Collected data
══════════

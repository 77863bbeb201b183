pub const METRIC_TOPIC_LOG_SIZE: &str = "kafkabeat_topic_log_size";
pub const METRIC_CONSUMER_OFFSET: &str = "kafkabeat_consumer_offset";
pub const METRIC_CONSUMER_LAG: &str = "kafkabeat_consumer_lag";

pub const METRIC_TICK_DURATION_SECONDS: &str = "kafkabeat_tick_duration_seconds";
pub const METRIC_UP: &str = "kafkabeat_up";
pub const METRIC_LAST_TICK_TIMESTAMP: &str = "kafkabeat_last_tick_timestamp_seconds";

pub const LABEL_TOPIC: &str = "topic";
pub const LABEL_PARTITION: &str = "partition";
pub const LABEL_GROUP: &str = "group";

pub const HELP_TOPIC_LOG_SIZE: &str = "Log-end offset of a topic partition";
pub const HELP_CONSUMER_OFFSET: &str = "Last committed offset of a consumer group on a partition";
pub const HELP_CONSUMER_LAG: &str =
    "Log-end offset minus committed offset; negative after truncation or compaction";
pub const HELP_TICK_DURATION_SECONDS: &str = "Duration of the last completed sampling tick";
pub const HELP_UP: &str = "1 if the last tick could sample at least one topic, 0 otherwise";
pub const HELP_LAST_TICK_TIMESTAMP: &str = "Unix timestamp of the last published tick";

══════════

WORK ORDER:
Set down the data once more, exactly as shown above.

REPLY:
repository 77863bbeb201b183
pub const METRIC_TOPIC_LOG_SIZE: &str = "kafkabeat_topic_log_size";
pub const METRIC_CONSUMER_OFFSET: &str = "kafkabeat_consumer_offset";
pub const METRIC_CONSUMER_LAG: &str = "kafkabeat_consumer_lag";

pub const METRIC_TICK_DURATION_SECONDS: &str = "kafkabeat_tick_duration_seconds";
pub const METRIC_UP: &str = "kafkabeat_up";
pub const METRIC_LAST_TICK_TIMESTAMP: &str = "kafkabeat_last_tick_timestamp_seconds";

pub const LABEL_TOPIC: &str = "topic";
pub const LABEL_PARTITION: &str = "partition";
pub const LABEL_GROUP: &str = "group";

pub const HELP_TOPIC_LOG_SIZE: &str = "Log-end offset of a topic partition";
pub const HELP_CONSUMER_OFFSET: &str = "Last committed offset of a consumer group on a partition";
pub const HELP_CONSUMER_LAG: &str =
    "Log-end offset minus committed offset; negative after truncation or compaction";
pub const HELP_TICK_DURATION_SECONDS: &str = "Duration of the last completed sampling tick";
pub const HELP_UP: &str = "1 if the last tick could sample at least one topic, 0 otherwise";
pub const HELP_LAST_TICK_TIMESTAMP: &str = "Unix timestamp of the last published tick";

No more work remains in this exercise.